The model has several advantages, the strongest is response evaluation only 3-5 days after the tumor tissue is implanted in the embryos. The embryos are transparent so tumor growth and spread can be visualized in detail and quantified in a semi-automatic manner. As the zebra fish embryos own immune system does not respond until day 8 days , why the immune response against the tumor comes from the patient's own immune cells, this is also the reason why xenograft engraftment works in this model. On the other hand. So far, biopsy tissue is not enough, but at least a cubic centimetre of tumor tissue is needed to generate these avatars. For this reason, needle biopsies are not providing enough material but resected liver tumor tissues are needed in the current protocols.
In zebrafish embryos, colorectal cancer cells have been shown to grow and response evaluation of different chemotherapy combinations have been successful with very good correlation to the response in humans. Clinical studies on colorectal liver metastases have so far not been performed.

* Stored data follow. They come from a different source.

//! Render mode resolution.

use crate::handler::WorkflowHandlers;
use crate::types::{
    InstanceId, ToolCallRecord, WorkflowEvent, WorkflowInstanceState, WorkflowStatus,
    WorkspacePayload,
};
use serde::Serialize;
use strum_macros::Display;

/// The workflow instance occupying the workspace, if any.
#[derive(Debug, Clone, Copy, PartialEq)]
pub struct WorkflowSlot<'a> {
    pub instance_id: &'a InstanceId,
    /// `None` until the first snapshot arrives
    pub state: Option<&'a WorkflowInstanceState>,
    pub handlers: Option<&'a WorkflowHandlers>,
    pub is_processing: bool,
    pub current_event: Option<&'a WorkflowEvent>,
}

/// Everything the workspace could show right now.
#[derive(Debug, Clone, Copy, Default, PartialEq)]
pub struct ModeInputs<'a> {
    pub workflow: Option<WorkflowSlot<'a>>,
    pub selected_tool: Option<&'a ToolCallRecord>,
    pub selected_tool_history: Option<&'a [ToolCallRecord]>,
    pub payload: Option<&'a WorkspacePayload>,
}

/// Exactly one thing occupies the workspace.
#[derive(Debug, Clone, PartialEq)]
pub enum WorkspaceMode<'a> {
    WorkflowLoading {
        instance_id: &'a InstanceId,
    },
    Workflow {
        state: &'a WorkflowInstanceState,
        handlers: Option<&'a WorkflowHandlers>,
        is_processing: bool,
        current_event: Option<&'a WorkflowEvent>,
    },
    Tool {
        record: &'a ToolCallRecord,
    },
    ToolHistory {
        records: &'a [ToolCallRecord],
    },
    Payload {
        payload: &'a WorkspacePayload,
    },
    Empty,
}

#[derive(Debug, Clone, Copy, PartialEq, Eq, Hash, Serialize, Display)]
#[serde(rename_all = "snake_case")]
#[strum(serialize_all = "snake_case")]
pub enum ModeKind {
    WorkflowLoading,
    Workflow,
    Tool,
    ToolHistory,
    Payload,
    Empty,
}

impl WorkspaceMode<'_> {
    pub fn kind(&self) -> ModeKind {
        match self {
            WorkspaceMode::WorkflowLoading { .. } => ModeKind::WorkflowLoading,
            WorkspaceMode::Workflow { .. } => ModeKind::Workflow,
            WorkspaceMode::Tool { .. } => ModeKind::Tool,
            WorkspaceMode::ToolHistory { .. } => ModeKind::ToolHistory,
            WorkspaceMode::Payload { .. } => ModeKind::Payload,
            WorkspaceMode::Empty => ModeKind::Empty,
        }
    }

    /// Phase of the workflow shown, `None` outside workflow mode.
    pub fn workflow_phase(&self) -> Option<WorkflowPhase> {
        match self {
            WorkspaceMode::WorkflowLoading { .. } => Some(WorkflowPhase::Processing),
            WorkspaceMode::Workflow {
                state,
                is_processing,
                ..
            } => Some(WorkflowPhase::of(state, *is_processing)),
            _ => None,
        }
    }
}

/// What the workflow view should emphasise.
#[derive(Debug, Clone, Copy, PartialEq, Eq, Serialize, Display)]
#[serde(rename_all = "snake_case")]
#[strum(serialize_all = "snake_case")]
pub enum WorkflowPhase {
    /// An operation is in flight
    Processing,
    /// Stopped at a checkpoint, approve/edit/reject are legal
    AwaitingInput,
    Idle,
}

impl WorkflowPhase {
    pub fn of(state: &WorkflowInstanceState, is_processing: bool) -> Self {
        if is_processing || state.status == WorkflowStatus::Running {
            WorkflowPhase::Processing
        } else if state.is_waiting_at_checkpoint() {
            WorkflowPhase::AwaitingInput
        } else {
            WorkflowPhase::Idle
        }
    }
}

/// Choose the render mode. First match wins:
/// workflow without state, workflow with state, selected tool call,
/// non-empty tool history, pinned payload, empty.
pub fn resolve_mode<'a>(inputs: &ModeInputs<'a>) -> WorkspaceMode<'a> {
    if let Some(slot) = inputs.workflow {
        return match slot.state {
            None => WorkspaceMode::WorkflowLoading {
                instance_id: slot.instance_id,
            },
            Some(state) => WorkspaceMode::Workflow {
                state,
                handlers: slot.handlers,
                is_processing: slot.is_processing,
                current_event: slot.current_event,
            },
        };
    }
    if let Some(record) = inputs.selected_tool {
        return WorkspaceMode::Tool { record };
    }
    match inputs.selected_tool_history {
        Some(records) if !records.is_empty() => return WorkspaceMode::ToolHistory { records },
        _ => {}
    }
    if let Some(payload) = inputs.payload {
        return WorkspaceMode::Payload { payload };
    }
    WorkspaceMode::Empty
}

/// Owned capture of a handler's observable state, for building [`ModeInputs`].
#[derive(Debug, Clone)]
pub struct WorkflowSnapshot {
    pub handlers: WorkflowHandlers,
    pub state: Option<WorkflowInstanceState>,
    pub is_processing: bool,
    pub current_event: Option<WorkflowEvent>,
}

impl WorkflowSnapshot {
    pub fn capture(handlers: &WorkflowHandlers) -> Self {
        Self {
            handlers: handlers.clone(),
            state: handlers.state(),
            is_processing: handlers.is_processing(),
            current_event: handlers.current_event(),
        }
    }

    pub fn slot(&self) -> WorkflowSlot<'_> {
        WorkflowSlot {
            instance_id: self.handlers.instance_id(),
            state: self.state.as_ref(),
            handlers: Some(&self.handlers),
            is_processing: self.is_processing,
            current_event: self.current_event.as_ref(),
        }
    }
}

#[cfg(test)]
mod tests {
    use super::*;
    use crate::api::ScriptedApi;
    use crate::callbacks::TracingCallbacks;
    use crate::types::{CurrentNode, NodeType, WorkflowId};
    use serde_json::json;
    use std::sync::Arc;

    fn state() -> WorkflowInstanceState {
        WorkflowInstanceState::new(InstanceId::new("i-1"), WorkflowId::new("wf"))
    }

    fn tools() -> Vec<ToolCallRecord> {
        vec![
            ToolCallRecord::new("c1", "search"),
            ToolCallRecord::new("c2", "fetch"),
        ]
    }

    #[test]
    fn test_precedence_first_match_wins() {
        let id = InstanceId::new("i-1");
        let state = state();
        let tools = tools();
        let payload = WorkspacePayload::new("markdown", json!("# Hi"));

        let mut inputs = ModeInputs {
            workflow: Some(WorkflowSlot {
                instance_id: &id,
                state: None,
                handlers: None,
                is_processing: true,
                current_event: None,
            }),
            selected_tool: Some(&tools[0]),
            selected_tool_history: Some(&tools),
            payload: Some(&payload),
        };
        assert_eq!(resolve_mode(&inputs).kind(), ModeKind::WorkflowLoading);

        inputs.workflow = inputs.workflow.map(|slot| WorkflowSlot {
            state: Some(&state),
            ..slot
        });
        assert_eq!(resolve_mode(&inputs).kind(), ModeKind::Workflow);

        inputs.workflow = None;
        assert_eq!(
            resolve_mode(&inputs),
            WorkspaceMode::Tool { record: &tools[0] }
        );

        inputs.selected_tool = None;
        assert_eq!(resolve_mode(&inputs).kind(), ModeKind::ToolHistory);

        inputs.selected_tool_history = None;
        assert_eq!(
            resolve_mode(&inputs),
            WorkspaceMode::Payload { payload: &payload }
        );

        inputs.payload = None;
        assert_eq!(resolve_mode(&inputs), WorkspaceMode::Empty);
    }

    #[test]
    fn test_empty_tool_history_is_no_selection() {
        let payload = WorkspacePayload::new("json", json!({"a": 1}));
        let inputs = ModeInputs {
            selected_tool_history: Some(&[]),
            payload: Some(&payload),
            ..Default::default()
        };
        assert_eq!(resolve_mode(&inputs).kind(), ModeKind::Payload);
        assert_eq!(resolve_mode(&ModeInputs::default()), WorkspaceMode::Empty);
    }

    #[test]
    fn test_resolve_is_pure() {
        let id = InstanceId::new("i-1");
        let state = state().with_status(WorkflowStatus::Running);
        let event = WorkflowEvent::step_start("A", "Fetch");
        let tools = tools();
        let inputs = ModeInputs {
            workflow: Some(WorkflowSlot {
                instance_id: &id,
                state: Some(&state),
                handlers: None,
                is_processing: true,
                current_event: Some(&event),
            }),
            selected_tool_history: Some(&tools),
            ..Default::default()
        };
        let first = resolve_mode(&inputs);
        let second = resolve_mode(&inputs);
        assert_eq!(first, second);
        assert_eq!(
            first,
            WorkspaceMode::Workflow {
                state: &state,
                handlers: None,
                is_processing: true,
                current_event: Some(&event),
            }
        );
    }

    #[test]
    fn test_workflow_phase() {
        let waiting = state()
            .with_status(WorkflowStatus::Waiting)
            .with_current_node(CurrentNode::new("review", "Review", NodeType::Checkpoint));
        assert_eq!(WorkflowPhase::of(&waiting, false), WorkflowPhase::AwaitingInput);
        assert_eq!(WorkflowPhase::of(&waiting, true), WorkflowPhase::Processing);
        let done = state().with_status(WorkflowStatus::Completed);
        assert_eq!(WorkflowPhase::of(&done, false), WorkflowPhase::Idle);
        assert_eq!(WorkspaceMode::Empty.workflow_phase(), None);
        assert_eq!(ModeKind::ToolHistory.to_string(), "tool_history");
    }

    #[test]
    fn test_snapshot_of_fresh_handlers_is_loading() {
        let handlers = WorkflowHandlers::new(
            InstanceId::new("i-7"),
            Arc::new(ScriptedApi::new()),
            Arc::new(TracingCallbacks),
        );
        let snapshot = WorkflowSnapshot::capture(&handlers);
        let inputs = ModeInputs {
            workflow: Some(snapshot.slot()),
            ..Default::default()
        };
        assert_eq!(
            resolve_mode(&inputs),
            WorkspaceMode::WorkflowLoading {
                instance_id: &InstanceId::new("i-7")
            }
        );
        // same handlers compare equal, others do not
        let slot = snapshot.slot();
        assert_eq!(slot.handlers, Some(&handlers));
    }
}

Fish are housed at an average temperature of 28 °C in a recirculating system with a 14:10 h light to dark cycle. Zebrafish fertilized eggs are obtained by natural mating of wild-type AB strain at our facilities and the developing embryos are staged in incubator at 28 °C according to Kimmel et al. Before any procedure, embryos will be anesthetized in 0.02% tricaine. The tumor tissue taken from the surgical specimen by the histopathologist is cryopreserved by submerging the tissue in cryotubes containing cryopreservation medium, adding the tubes to a cryobox and placing the box in a -80 degrees freezer for at least 24 hours. The tube with tissue is then transported on dry ice to the zebrafish laboratory where the tissue will be thawed, washed and incubated in a protease mix within a mechanical disaggregation device (GentleMACS), to produce a single cell suspension from the tissue. The suspension is filtered and incubated for 30 min in 40 μg/mL CM-Dil in phosphate buffered saline (PBS), followed by centrifugation, and washing with PBS. The labeled cells are then resuspended in implantation medium and injected using thin glass capillary needles into the subcutaneous perivitelline compartment of 2-days old zebrafish embryos. Successfully implanted zebrafish embryos are then transferred to embryo medium containing the drugs under investigation (e.g. the drugs that could be considered for treatment of the patient donating the sample) and treated for three days. Images of the tumors are acquired both immediately after transplantation and following the three-day treatment period, and an additional image of the main metastatic site in the zebrafish embryo is acquired after the three-day treatment period to evaluate the metastatic capabilities of the cells. Treatment outcome will be evaluated as change in tumor volume between day 3 and day 0 in the treatment group compared to the vehicle control group (percent), and a significantly stronger reduction of tumor volumes in the treatment group will be considered as a positive treatment outcome. Evidence of a pro-metastatic phenotype will be derived from the number of cells found at the metastatic site in the zebrafish embryos three days after implantation. Cut-off levels for how many metastasized cells are required to predict likely metastatic progression in the patient will be evaluated in the first 10-20 patients included as such information is not currently available from other sources of information.